Work instructions:
Write out each line of the records that has "crate" in it.

Dataset records:
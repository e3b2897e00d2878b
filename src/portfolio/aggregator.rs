//! Portfolio loading: balances, metadata and prices merged into display rows

use alloy::primitives::{Address, U256};
use futures::future::join_all;
use std::sync::Arc;
use tracing::{debug, info, warn};

use super::token::TokenDisplay;
use crate::config::NativeAssetConfig;
use crate::error::Result;
use crate::indexer::{FungibleBalance, IndexerApi, TokenMetadata};
use crate::price::PriceLookup;

/// Placeholder shown when the indexer has no symbol for a token
const UNKNOWN_SYMBOL: &str = "???";

/// Largest scale a raw U256 amount can be formatted at
const MAX_TOKEN_DECIMALS: u8 = 77;

/// Builds the ordered list of balances for an account
pub struct PortfolioLoader {
    indexer: Arc<dyn IndexerApi>,
    prices: PriceLookup,
    native: NativeAssetConfig,
}

impl PortfolioLoader {
    pub fn new(indexer: Arc<dyn IndexerApi>, prices: PriceLookup, native: NativeAssetConfig) -> Self {
        Self {
            indexer,
            prices,
            native,
        }
    }

    /// Fetch every balance of `account` and return display rows, native
    /// asset first, then tokens in indexer order.
    ///
    /// Fails only when the account-level balance fetches fail. Tokens whose
    /// metadata cannot be fetched are dropped; prices that cannot be resolved
    /// are left unknown.
    pub async fn load_portfolio(&self, account: Address) -> Result<Vec<TokenDisplay>> {
        info!("Loading portfolio for {}", account);

        let (native_balance, fungible) = futures::try_join!(
            self.indexer.native_balance(account),
            self.indexer.token_balances(account),
        )?;

        let held: Vec<(Address, U256)> = fungible
            .into_iter()
            .filter(FungibleBalance::is_displayable)
            .filter_map(|b| Some((b.contract_address?, b.raw_balance?)))
            .collect();
        debug!("{} non-zero token balances", held.len());

        let metadata = join_all(
            held.iter()
                .map(|(contract, _)| self.indexer.token_metadata(*contract)),
        )
        .await;

        let mut rows = Vec::with_capacity(held.len() + 1);
        rows.push(TokenDisplay {
            contract_address: None,
            raw_balance: native_balance,
            symbol: self.native.symbol.clone(),
            name: self.native.name.clone(),
            decimals: self.native.decimals,
            price: None,
            logo_url: self.native.logo_url.clone(),
        });

        for ((contract, raw_balance), metadata) in held.into_iter().zip(metadata) {
            match metadata {
                Ok(metadata) => match token_row(contract, raw_balance, metadata) {
                    Some(row) => rows.push(row),
                    None => warn!("Dropping {}: missing or unusable decimals", contract),
                },
                Err(e) => warn!("Dropping {}: metadata fetch failed: {}", contract, e),
            }
        }

        let prices = join_all(
            rows.iter()
                .map(|row| self.prices.lookup(&row.symbol, row.contract_address)),
        )
        .await;
        for (row, price) in rows.iter_mut().zip(prices) {
            row.price = price;
        }

        info!("Loaded {} portfolio rows for {}", rows.len(), account);
        Ok(rows)
    }
}

fn token_row(contract: Address, raw_balance: U256, metadata: TokenMetadata) -> Option<TokenDisplay> {
    let decimals = metadata.decimals.filter(|d| *d <= MAX_TOKEN_DECIMALS)?;
    let symbol = metadata
        .symbol
        .unwrap_or_else(|| UNKNOWN_SYMBOL.to_string());
    let name = metadata.name.unwrap_or_else(|| symbol.clone());

    Some(TokenDisplay {
        contract_address: Some(contract),
        raw_balance,
        symbol,
        name,
        decimals,
        price: None,
        logo_url: metadata.logo_url,
    })
}
use chrono::{DateTime, Days, NaiveDate};
use serde::{Deserialize, Serialize};
use ulid::Ulid;

/// A stay on a unit: `nights` nights starting on `check_in`.
///
/// The occupied range is `[check_in, check_out)` in nights; `check_out` is the
/// departure day.
#[derive(Debug, Clone, Copy, PartialEq, Eq, Serialize, Deserialize)]
pub struct Stay {
    pub check_in: NaiveDate,
    pub nights: u32,
}

impl Stay {
    /// Returns `None` for zero nights or a checkout date past the calendar.
    pub fn new(check_in: NaiveDate, nights: u32) -> Option<Self> {
        if nights == 0 {
            return None;
        }
        check_in.checked_add_days(Days::new(nights as u64))?;
        Some(Self { check_in, nights })
    }

    pub fn check_out(&self) -> NaiveDate {
        self.check_in
            .checked_add_days(Days::new(self.nights as u64))
            .unwrap_or(NaiveDate::MAX)
    }

    /// Closed-interval test on `[check_in, check_out]`: a checkout on the same
    /// day as the other stay's check-in counts.
    pub fn overlaps(&self, other: &Stay) -> bool {
        self.check_in <= other.check_out() && other.check_in <= self.check_out()
    }

    /// Half-open test on `[check_in, check_out)`: the checkout day is free.
    pub fn overlaps_nights(&self, other: &Stay) -> bool {
        self.check_in < other.check_out() && other.check_in < self.check_out()
    }
}

/// A recorded reservation. Field names on the wire follow the public API.
#[derive(Debug, Clone, PartialEq, Eq, Serialize, Deserialize)]
pub struct Booking {
    pub id: Ulid,
    #[serde(rename = "guestName")]
    pub guest_name: String,
    #[serde(rename = "unitID")]
    pub unit_id: String,
    #[serde(rename = "checkInDate")]
    pub check_in_date: NaiveDate,
    #[serde(rename = "numberOfNights")]
    pub number_of_nights: u32,
    #[serde(rename = "firstBookingId")]
    pub first_booking_id: Option<Ulid>,
    #[serde(rename = "previousBookingId")]
    pub previous_booking_id: Option<Ulid>,
    #[serde(rename = "nextBookingId")]
    pub next_booking_id: Option<Ulid>,
}

impl Booking {
    pub fn stay(&self) -> Stay {
        Stay {
            check_in: self.check_in_date,
            nights: self.number_of_nights,
        }
    }

    /// Id of the chain root; a booking without a recorded root is its own.
    pub fn root_id(&self) -> Ulid {
        self.first_booking_id.unwrap_or(self.id)
    }

    pub fn chain_state(&self) -> ChainState {
        match self.next_booking_id {
            Some(_) => ChainState::Linked,
            None => ChainState::Leaf,
        }
    }
}

/// Position of a booking in its extension chain.
#[derive(Debug, Clone, Copy, PartialEq, Eq)]
pub enum ChainState {
    /// Current tail; may be extended.
    Leaf,
    /// Already extended. Terminal.
    Linked,
}

/// Fields for a booking about to be stored. The store assigns the id.
#[derive(Debug, Clone, PartialEq, Eq)]
pub struct NewBooking {
    pub guest_name: String,
    pub unit_id: String,
    pub stay: Stay,
    /// `None` makes the new booking the root of its own chain.
    pub first_booking_id: Option<Ulid>,
    pub previous_booking_id: Option<Ulid>,
}

impl NewBooking {
    pub fn into_booking(self, id: Ulid) -> Booking {
        Booking {
            id,
            guest_name: self.guest_name,
            unit_id: self.unit_id,
            check_in_date: self.stay.check_in,
            number_of_nights: self.stay.nights,
            first_booking_id: Some(self.first_booking_id.unwrap_or(id)),
            previous_booking_id: self.previous_booking_id,
            next_booking_id: None,
        }
    }
}

// ── Request types ────────────────────────────────────────────────

/// Body of a create request, as received. Validated into a `Proposal`.
#[derive(Debug, Clone, Deserialize)]
pub struct BookingRequest {
    #[serde(rename = "guestName")]
    pub guest_name: String,
    #[serde(rename = "unitID")]
    pub unit_id: String,
    #[serde(rename = "checkInDate")]
    pub check_in_date: String,
    #[serde(rename = "numberOfNights")]
    pub number_of_nights: i64,
}

/// Body of an extend request: the new stay plus the booking it extends.
#[derive(Debug, Clone, Deserialize)]
pub struct ExtendRequest {
    #[serde(flatten)]
    pub booking: BookingRequest,
    #[serde(rename = "bookingId")]
    pub booking_id: String,
}

/// A validated stay request, ready for conflict evaluation.
#[derive(Debug, Clone, PartialEq, Eq)]
pub struct Proposal {
    pub guest_name: String,
    pub unit_id: String,
    pub stay: Stay,
}

impl Proposal {
    pub fn into_new_booking(self) -> NewBooking {
        NewBooking {
            guest_name: self.guest_name,
            unit_id: self.unit_id,
            stay: self.stay,
            first_booking_id: None,
            previous_booking_id: None,
        }
    }
}

/// Accepts `YYYY-MM-DD` or an RFC 3339 timestamp (date part taken as-is).
pub fn parse_check_in(raw: &str) -> Option<NaiveDate> {
    let raw = raw.trim();
    if let Ok(date) = NaiveDate::parse_from_str(raw, "%Y-%m-%d") {
        return Some(date);
    }
    DateTime::parse_from_rfc3339(raw)
        .ok()
        .map(|dt| dt.date_naive())
}

/// The event types. This is the WAL record format.
#[derive(Debug, Clone, PartialEq, Eq, Serialize, Deserialize)]
pub enum Event {
    BookingCreated {
        booking: Booking,
    },
    BookingLinked {
        id: Ulid,
        next_booking_id: Ulid,
    },
    /// New booking plus the forward link on `booking.previous_booking_id`,
    /// in a single record.
    BookingExtended {
        booking: Booking,
    },
}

Solution for this problem:
use crate::config::NativeAssetConfig;
use crate::error::Result;
use crate::indexer::{FungibleBalance, IndexerApi, TokenMetadata};
use crate::price::PriceLookup;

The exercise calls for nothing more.